*Work to be completed*.
The answer should be one number: how many lines in the records below contain the word "googol".

(Stored items)
------------

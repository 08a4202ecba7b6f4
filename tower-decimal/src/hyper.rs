//! Logarithms, powers and the hyperoperators built on them.
//!
//! Tetration follows the linear approximation: `b^^x = 1 + x` on `(-1, 0]`
//! and `b^^x = b^(b^^(x - 1))` above. The super-logarithm is its exact
//! inverse under that convention.
//!
//! Tall towers are not walked one exponentiation at a time. From layer 3 on,
//! one more `b^` (or one less `log_b`) shifts the layer count while leaving
//! `mag` untouched to f64 precision, so whole runs of layers are moved at once.
use log::debug;

use crate::decimal::Decimal;

/// Layer from which exponentiation and logarithms move whole layers at once.
const TOWER_LAYER: u64 = 3;

/// Upper bound on single steps taken by the iterated operations.
pub const MAX_HYPER_STEPS: u64 = 10_000;

impl Decimal {
    /// Base-10 logarithm. Negative inputs give `NaN`, zero gives `-Infinity`.
    pub fn log10(self) -> Self {
        if self.is_nan() || self.is_negative() {
            return Self::NAN;
        }
        if self.is_zero() {
            return Self::NEG_INFINITY;
        }
        if self.is_infinite() {
            return Self::INFINITY;
        }
        match self.layer() {
            0 => Self::from_f64(self.mag().log10()),
            1 => Self::from_f64(self.mag()),
            layer => Self::from_parts(1, layer - 1, self.mag()),
        }
    }

    /// Natural logarithm.
    pub fn ln(self) -> Self {
        self.log10() * std::f64::consts::LN_10
    }

    /// Logarithm in an arbitrary base.
    pub fn log(self, base: Self) -> Self {
        let base_log = base.log10();
        if base_log == Self::ONE {
            return self.log10();
        }
        self.log10() / base_log
    }

    /// `10^self`.
    pub fn pow10(self) -> Self {
        if self.is_nan() {
            return Self::NAN;
        }
        if self.is_infinite() {
            return if self.is_positive() {
                Self::INFINITY
            } else {
                Self::ZERO
            };
        }
        match self.layer() {
            0 => Self::from_log10(self.to_f64()),
            // Exponent below f64 range: 10^x rounds to one.
            1 if self.mag() < 0.0 => Self::ONE,
            layer if self.is_positive() => Self::from_parts(1, layer + 1, self.mag()),
            _ => Self::ZERO,
        }
    }

    /// `e^self`.
    pub fn exp(self) -> Self {
        (self * std::f64::consts::LOG10_E).pow10()
    }

    /// `self^exponent`. Negative bases require an integral exponent.
    pub fn pow(self, exponent: Self) -> Self {
        if self.is_nan() || exponent.is_nan() {
            return Self::NAN;
        }
        if exponent.is_zero() || self == Self::ONE {
            return Self::ONE;
        }
        if self.is_zero() {
            return if exponent.is_positive() {
                Self::ZERO
            } else {
                Self::INFINITY
            };
        }
        if self.is_negative() {
            if !exponent.is_integer() {
                return Self::NAN;
            }
            let magnitude = self.abs().pow(exponent);
            let odd = exponent.layer() == 0 && exponent.mag() % 2.0 == 1.0;
            return if odd { -magnitude } else { magnitude };
        }
        if self.layer() == 0 && exponent.layer() == 0 {
            let result = self.mag().powf(exponent.to_f64());
            if result.is_finite() && result >= 1e-300 && result < crate::decimal::MAX_SIGNIFICAND {
                return Self::from_f64(result);
            }
        }
        (self.log10() * exponent).pow10()
    }

    /// `self^(1/degree)`.
    pub fn root(self, degree: Self) -> Self {
        self.pow(degree.recip())
    }

    pub fn sqrt(self) -> Self {
        if self.layer() == 0 && !self.is_negative() {
            return Self::from_f64(self.mag().sqrt());
        }
        self.root(Self::TWO)
    }

    /// Apply `x -> base^x` to `self`, `times` times.
    ///
    /// Stops early on a fixed point (bases at most `e^(1/e)` converge) or
    /// when the value leaves the finite range.
    pub fn iterated_exp(self, base: Self, times: u64) -> Self {
        let mut value = self;
        let mut left = times;
        while left > 0 {
            if !value.is_finite() {
                break;
            }
            if value.layer() >= TOWER_LAYER && value.is_positive() {
                return Self::from_parts(1, value.layer().saturating_add(left), value.mag());
            }
            let next = base.pow(value);
            if next == value {
                break;
            }
            value = next;
            left -= 1;
        }
        value
    }

    /// Apply `x -> log_base(x)` to `self`, `times` times.
    pub fn iterated_log(self, base: Self, times: u64) -> Self {
        let mut value = self;
        let mut left = times;
        while left > 0 {
            if !value.is_finite() {
                break;
            }
            if value.layer() > TOWER_LAYER && value.is_positive() {
                let jump = left.min(value.layer() - TOWER_LAYER);
                value = Self::from_parts(1, value.layer() - jump, value.mag());
                left -= jump;
                continue;
            }
            value = value.log(base);
            left -= 1;
        }
        value
    }

    /// `self^^height` (tetration with `self` as the base).
    ///
    /// Heights below `-1` are undefined and give `NaN`. Heights beyond the
    /// layer counter saturate to `Infinity`.
    pub fn tetrate(self, height: Self) -> Self {
        if self.is_nan() || height.is_nan() || self.is_negative() {
            return Self::NAN;
        }
        if height.is_infinite() {
            return if height.is_positive() {
                Self::INFINITY
            } else {
                Self::NAN
            };
        }
        let height = height.to_f64();
        if height < -1.0 {
            return Self::NAN;
        }
        if height >= u64::MAX as f64 {
            return Self::INFINITY;
        }
        let whole = height.floor();
        let payload = Self::from_f64(height - whole);
        payload.iterated_exp(self, (whole + 1.0) as u64)
    }

    /// Super-logarithm: the height `h` with `base^^h == self`.
    ///
    /// Inputs in `[0, 1]` map linearly onto `[-1, 0]`. For bases whose towers
    /// converge, values above the limit never come down and the count stops
    /// at [`MAX_HYPER_STEPS`].
    pub fn slog(self, base: Self) -> Self {
        if self.is_nan() || base.is_nan() || self.is_negative() {
            return Self::NAN;
        }
        if self.is_infinite() {
            return Self::INFINITY;
        }
        if self <= Self::ONE {
            return self - Self::ONE;
        }

        let mut value = self;
        let mut count: u64 = 0;
        for _ in 0..MAX_HYPER_STEPS {
            if value <= Self::ONE {
                return Self::from(count) + (value - Self::ONE);
            }
            if value.layer() > TOWER_LAYER {
                let jump = value.layer() - TOWER_LAYER;
                value = Self::from_parts(1, TOWER_LAYER, value.mag());
                count = count.saturating_add(jump);
                continue;
            }
            let next = value.log(base);
            if !(next < value) {
                debug!("slog stalled at {value} for base {base}");
                break;
            }
            value = next;
            count += 1;
        }
        debug!("slog stopped after {count} steps for base {base}");
        Self::from(count) + (value.min(Self::TWO) - Self::ONE)
    }

    /// Apply `x -> base^^x` to `self`, `times` times (pentation by repetition).
    pub fn iterated_tetrate(self, base: Self, times: u64) -> Self {
        let mut value = self;
        for _ in 0..times {
            if !value.is_finite() {
                break;
            }
            let next = base.tetrate(value);
            if next == value {
                break;
            }
            value = next;
        }
        value
    }

    /// `base` pentated to an integral `height` (`base^^^height`).
    pub fn pentate(self, height: u64) -> Self {
        Self::ONE.iterated_tetrate(self, height)
    }
}

#[cfg(test)]
mod tests {
    use super::*;

    fn approx(a: Decimal, b: Decimal) -> bool {
        let diff = (a - b).abs();
        diff <= b.abs() * 1e-9 || diff <= Decimal::from_f64(1e-9)
    }

    #[test]
    fn logarithms() {
        assert!(approx(Decimal::from(1000).log10(), Decimal::from(3)));
        assert_eq!(Decimal::from_log10(500.0).log10(), Decimal::from(500));
        assert_eq!(Decimal::from_parts(1, 4, 30.0).log10().layer(), 3);
        assert!(approx(Decimal::from(8).log(Decimal::TWO), Decimal::from(3)));
        assert!(Decimal::from(-1).log10().is_nan());
        assert_eq!(Decimal::ZERO.log10(), Decimal::NEG_INFINITY);
    }

    #[test]
    fn powers() {
        assert_eq!(Decimal::TWO.pow(Decimal::from(10)), Decimal::from(1024));
        assert_eq!(Decimal::from(-2).pow(Decimal::from(3)), Decimal::from(-8));
        assert!(Decimal::from(-2).pow(Decimal::from_f64(0.5)).is_nan());
        let googol = Decimal::TEN.pow(Decimal::from(100));
        assert_eq!(googol.layer(), 1);
        assert_eq!(googol.mag(), 100.0);
        assert!(approx(Decimal::from(81).root(Decimal::from(4)), Decimal::from(3)));
        assert_eq!(Decimal::from(49).sqrt(), Decimal::from(7));
    }

    #[test]
    fn tetration_matches_towers() {
        assert_eq!(Decimal::TEN.tetrate(Decimal::ZERO), Decimal::ONE);
        assert_eq!(Decimal::TEN.tetrate(Decimal::ONE), Decimal::TEN);
        assert_eq!(Decimal::TEN.tetrate(Decimal::TWO), Decimal::from_f64(1e10));
        assert_eq!(Decimal::TWO.tetrate(Decimal::from(4)), Decimal::from(65536));
        let tall = Decimal::TEN.tetrate(Decimal::from(1000));
        assert_eq!(tall.layer(), 998);
        assert!(approx(Decimal::TEN.tetrate(Decimal::from_f64(0.5)), Decimal::TEN.sqrt()));
    }

    #[test]
    fn slog_inverts_tetration() {
        for height in [0.25, 1.0, 2.5, 3.0, 5.75, 40.0, 1234.0] {
            let tower = Decimal::TEN.tetrate(Decimal::from_f64(height));
            let back = tower.slog(Decimal::TEN);
            assert!(approx(back, Decimal::from_f64(height)), "height {height}: {back}");
        }
        assert_eq!(Decimal::from_f64(0.5).slog(Decimal::TEN), Decimal::from_f64(-0.5));
    }

    #[test]
    fn iterated_exp_and_log() {
        let value = Decimal::from(3);
        let up = value.iterated_exp(Decimal::TEN, 3);
        assert_eq!(up.layer(), 2);
        assert!(approx(up.iterated_log(Decimal::TEN, 3), value));
        let converged = Decimal::ONE.iterated_exp(Decimal::from_f64(1.2), 5_000);
        assert!(converged < Decimal::TWO);
    }

    #[test]
    fn pentation() {
        assert_eq!(Decimal::TWO.pentate(0), Decimal::ONE);
        assert_eq!(Decimal::TWO.pentate(1), Decimal::TWO);
        assert_eq!(Decimal::TWO.pentate(2), Decimal::from(4));
        assert_eq!(Decimal::TWO.pentate(3), Decimal::from(65536));
    }
}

------------

*Written answer*.
3